Home Law Implementing the Cape Town Convention and the Domestic Laws on Secured Transactions
The Solution Provided by the Cape Town Convention
On many of these issues relating to the enforcement, the Cape Town Convention adopts a strong solution. It authorises parties to entertain a wide range of freedom of agreement, both with regard to the remedies available and the meaning of default. In this sense, the Cape Town Convention introduces a uniform set of rules to replace the existing domestic law, just like traditional uniform law treaties. The uniqueness may be found, though, in that the adopted solution is apparently not the middle ground of the various laws in different jurisdictions. It is closer to one end of the continuum, clear preference being given to private autonomy.

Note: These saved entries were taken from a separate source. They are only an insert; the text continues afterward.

//! Pass reflection: the typed resource contract a pass declares
//!
//! Every pass describes its inputs, outputs and internal resources as a set
//! of [`Field`]s. The compiler consumes these to register resources, splice
//! adapter passes and validate the graph.

use glam::UVec2;

use crate::backend::types::{BindFlags, DefaultProperties, ResourceKind, TextureFormat};

/// Which side(s) of a pass a field sits on
#[derive(Debug, Clone, Copy, PartialEq, Eq, Hash)]
pub struct FieldVisibility(u32);

impl FieldVisibility {
    pub const INPUT: Self = Self(1 << 0);
    pub const OUTPUT: Self = Self(1 << 1);
    pub const INTERNAL: Self = Self(1 << 2);

    pub fn contains(&self, other: Self) -> bool {
        (self.0 & other.0) == other.0
    }

    pub fn is_input(&self) -> bool {
        self.contains(Self::INPUT)
    }

    pub fn is_output(&self) -> bool {
        self.contains(Self::OUTPUT)
    }

    pub fn is_internal(&self) -> bool {
        self.contains(Self::INTERNAL)
    }
}

impl std::ops::BitOr for FieldVisibility {
    type Output = Self;
    fn bitor(self, rhs: Self) -> Self::Output {
        Self(self.0 | rhs.0)
    }
}

/// One input, output or internal resource declared by a pass.
///
/// Unset properties (zero dimensions, zero sample count, `Unknown` format,
/// empty bind flags) are filled in later: dimensions and format from the
/// caller's [`DefaultProperties`], bind flags from the union of usages its
/// consumers actually require.
#[derive(Debug, Clone, PartialEq)]
pub struct Field {
    name: String,
    description: String,
    kind: ResourceKind,
    width: u32,
    height: u32,
    depth: u32,
    sample_count: u32,
    format: TextureFormat,
    bind_flags: BindFlags,
    optional: bool,
    visibility: FieldVisibility,
}

impl Field {
    pub fn new(name: &str, description: &str, visibility: FieldVisibility) -> Self {
        Self {
            name: name.to_string(),
            description: description.to_string(),
            kind: ResourceKind::Texture2D,
            width: 0,
            height: 0,
            depth: 1,
            sample_count: 1,
            format: TextureFormat::Unknown,
            bind_flags: BindFlags::NONE,
            optional: false,
            visibility,
        }
    }

    /// Declare a 2D texture. Zero width/height take the default dimensions,
    /// a zero sample count accepts any sample count.
    pub fn texture2d(&mut self, width: u32, height: u32, sample_count: u32) -> &mut Self {
        self.kind = ResourceKind::Texture2D;
        self.width = width;
        self.height = height;
        self.depth = 1;
        self.sample_count = sample_count;
        self
    }

    /// Declare a 3D texture
    pub fn texture3d(&mut self, width: u32, height: u32, depth: u32) -> &mut Self {
        self.kind = ResourceKind::Texture3D;
        self.width = width;
        self.height = height;
        self.depth = depth;
        self.sample_count = 1;
        self
    }

    /// Declare a raw buffer of `size` bytes
    pub fn raw_buffer(&mut self, size: u32) -> &mut Self {
        self.kind = ResourceKind::Buffer;
        self.width = size;
        self.height = 1;
        self.depth = 1;
        self.sample_count = 1;
        self
    }

    pub fn format(&mut self, format: TextureFormat) -> &mut Self {
        self.format = format;
        self
    }

    pub fn bind_flags(&mut self, flags: BindFlags) -> &mut Self {
        self.bind_flags = flags;
        self
    }

    /// Mark the field as optional; an unbound optional input is not a
    /// validation error.
    pub fn optional(&mut self) -> &mut Self {
        self.optional = true;
        self
    }

    pub fn visibility(&mut self, visibility: FieldVisibility) -> &mut Self {
        self.visibility = visibility;
        self
    }

    pub fn name(&self) -> &str {
        &self.name
    }

    pub fn description(&self) -> &str {
        &self.description
    }

    pub fn kind(&self) -> ResourceKind {
        self.kind
    }

    pub fn width(&self) -> u32 {
        self.width
    }

    pub fn height(&self) -> u32 {
        self.height
    }

    pub fn depth(&self) -> u32 {
        self.depth
    }

    pub fn sample_count(&self) -> u32 {
        self.sample_count
    }

    pub fn get_format(&self) -> TextureFormat {
        self.format
    }

    pub fn get_bind_flags(&self) -> BindFlags {
        self.bind_flags
    }

    pub fn is_optional(&self) -> bool {
        self.optional
    }

    pub fn get_visibility(&self) -> FieldVisibility {
        self.visibility
    }

    pub(crate) fn renamed(&self, name: &str) -> Field {
        let mut field = self.clone();
        field.name = name.to_string();
        field
    }

    /// Merge another field's requirements into this one, for two names
    /// aliasing a single physical resource.
    ///
    /// Kinds must match. Dimensions merge by maximum, zero meaning unset.
    /// Concrete formats and sample counts must match exactly; `Unknown`
    /// format and zero sample count defer to the other side. Bind flags and
    /// visibility are unioned. The result is optional only if both sides are.
    pub fn merge(&self, other: &Field) -> Result<Field, String> {
        if self.kind != other.kind {
            return Err(format!(
                "resource kind mismatch ({:?} vs {:?})",
                self.kind, other.kind
            ));
        }
        let format = match (self.format, other.format) {
            (TextureFormat::Unknown, f) => f,
            (f, TextureFormat::Unknown) => f,
            (a, b) if a == b => a,
            (a, b) => return Err(format!("format mismatch ({a:?} vs {b:?})")),
        };
        let sample_count = match (self.sample_count, other.sample_count) {
            (0, s) => s,
            (s, 0) => s,
            (a, b) if a == b => a,
            (a, b) => return Err(format!("sample count mismatch ({a} vs {b})")),
        };

        let mut merged = self.clone();
        merged.width = self.width.max(other.width);
        merged.height = self.height.max(other.height);
        merged.depth = self.depth.max(other.depth);
        merged.sample_count = sample_count;
        merged.format = format;
        merged.bind_flags = self.bind_flags | other.bind_flags;
        merged.optional = self.optional && other.optional;
        merged.visibility = self.visibility | other.visibility;
        Ok(merged)
    }
}

/// The full reflection contract of one pass: an ordered list of fields
#[derive(Debug, Clone, Default, PartialEq)]
pub struct PassReflection {
    fields: Vec<Field>,
}

impl PassReflection {
    pub fn new() -> Self {
        Self::default()
    }

    fn add_field(&mut self, name: &str, description: &str, visibility: FieldVisibility) -> &mut Field {
        if let Some(index) = self.fields.iter().position(|f| f.name() == name) {
            log::warn!("Field '{name}' is declared more than once; merging declarations");
            return &mut self.fields[index];
        }
        let index = self.fields.len();
        self.fields.push(Field::new(name, description, visibility));
        &mut self.fields[index]
    }

    pub fn add_input(&mut self, name: &str, description: &str) -> &mut Field {
        self.add_field(name, description, FieldVisibility::INPUT)
    }

    pub fn add_output(&mut self, name: &str, description: &str) -> &mut Field {
        self.add_field(name, description, FieldVisibility::OUTPUT)
    }

    pub fn add_internal(&mut self, name: &str, description: &str) -> &mut Field {
        self.add_field(name, description, FieldVisibility::INTERNAL)
    }

    /// Pass-through field: consumed as an input and re-exposed as an output
    /// sharing the same physical resource.
    pub fn add_input_output(&mut self, name: &str, description: &str) -> &mut Field {
        self.add_field(
            name,
            description,
            FieldVisibility::INPUT | FieldVisibility::OUTPUT,
        )
    }

    pub(crate) fn push_field(&mut self, field: Field) {
        self.fields.push(field);
    }

    pub fn field(&self, name: &str) -> Option<&Field> {
        self.fields.iter().find(|f| f.name() == name)
    }

    pub fn fields(&self) -> &[Field] {
        &self.fields
    }

    pub fn is_empty(&self) -> bool {
        self.fields.is_empty()
    }
}

/// Everything a pass may consult while reflecting
#[derive(Debug, Clone)]
pub struct CompileData {
    pub default_dims: UVec2,
    pub default_format: TextureFormat,
    /// Producer fields for this pass's bound inputs, renamed to the local
    /// input name, so reflection can propagate upstream dimensions/format.
    pub connected_resources: PassReflection,
}

impl CompileData {
    pub fn new(defaults: &DefaultProperties) -> Self {
        Self {
            default_dims: defaults.dims,
            default_format: defaults.format,
            connected_resources: PassReflection::new(),
        }
    }
}

impl Default for CompileData {
    fn default() -> Self {
        Self::new(&DefaultProperties::default())
    }
}

#[cfg(test)]
mod tests {
    use super::*;

    fn color_output(samples: u32) -> Field {
        let mut field = Field::new("color", "", FieldVisibility::OUTPUT);
        field
            .texture2d(0, 0, samples)
            .format(TextureFormat::Rgba16Float);
        field
    }

    #[test]
    fn merge_takes_maximum_dimensions() {
        let mut a = Field::new("a", "", FieldVisibility::OUTPUT);
        a.texture2d(256, 128, 1);
        let mut b = Field::new("b", "", FieldVisibility::INPUT);
        b.texture2d(64, 512, 1);

        let merged = a.merge(&b).unwrap();
        assert_eq!(merged.width(), 256);
        assert_eq!(merged.height(), 512);
        assert!(merged.get_visibility().is_input());
        assert!(merged.get_visibility().is_output());
    }

    #[test]
    fn merge_defers_unknown_format_and_any_sample_count() {
        let a = color_output(4);
        let mut b = Field::new("color", "", FieldVisibility::INPUT);
        b.texture2d(0, 0, 0);

        let merged = a.merge(&b).unwrap();
        assert_eq!(merged.get_format(), TextureFormat::Rgba16Float);
        assert_eq!(merged.sample_count(), 4);
    }

    #[test]
    fn merge_rejects_conflicting_formats() {
        let a = color_output(1);
        let mut b = Field::new("color", "", FieldVisibility::INPUT);
        b.texture2d(0, 0, 1).format(TextureFormat::R32Float);
        assert!(a.merge(&b).is_err());
    }

    #[test]
    fn merge_rejects_conflicting_sample_counts() {
        let a = color_output(4);
        let mut b = Field::new("color", "", FieldVisibility::INPUT);
        b.texture2d(0, 0, 1);
        assert!(a.merge(&b).is_err());
    }

    #[test]
    fn merge_rejects_kind_mismatch() {
        let a = color_output(1);
        let mut b = Field::new("color", "", FieldVisibility::INPUT);
        b.raw_buffer(1024);
        assert!(a.merge(&b).is_err());
    }

    #[test]
    fn merged_field_is_required_if_either_side_is() {
        let mut a = color_output(1);
        a.optional();
        let mut b = Field::new("color", "", FieldVisibility::INPUT);
        b.texture2d(0, 0, 1);
        assert!(!a.merge(&b).unwrap().is_optional());

        let mut c = Field::new("color", "", FieldVisibility::INPUT);
        c.texture2d(0, 0, 1).optional();
        assert!(a.merge(&c).unwrap().is_optional());
    }

    #[test]
    fn reflection_keeps_declaration_order_and_finds_fields() {
        let mut reflection = PassReflection::new();
        reflection.add_input("src", "source");
        reflection.add_output("dst", "destination");
        reflection.add_internal("scratch", "");

        let names: Vec<_> = reflection.fields().iter().map(|f| f.name()).collect();
        assert_eq!(names, ["src", "dst", "scratch"]);
        assert!(reflection.field("dst").unwrap().get_visibility().is_output());
        assert!(reflection.field("missing").is_none());
    }
}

Still, the Cape Town Convention has not entirely unified the rules. An important issue of the admissibility of private enforcement is not determined by the Convention’s rule, but is left to the choice of Contracting States to be made through declarations under Article 54(2). Under that provision, a Contracting State must declare whether or not the remedies are available without leave of the court. Until now, only a few States, including Brazil, China, Mexico and Spain, chose to require leave of the court and, therefore, the rules are highly uniform. Still, it is a result of choices of Contracting States and not the uniformity through the provisions of the Convention.
Further, as a result of not deeming a title-based security as equal to a security interest, the rules on the remedies available to a chargee of a security interest and those available to a conditional seller and lessor are different under the Cape Town Convention. In this respect also, the unification achieved by the Cape Town Convention has remained modest.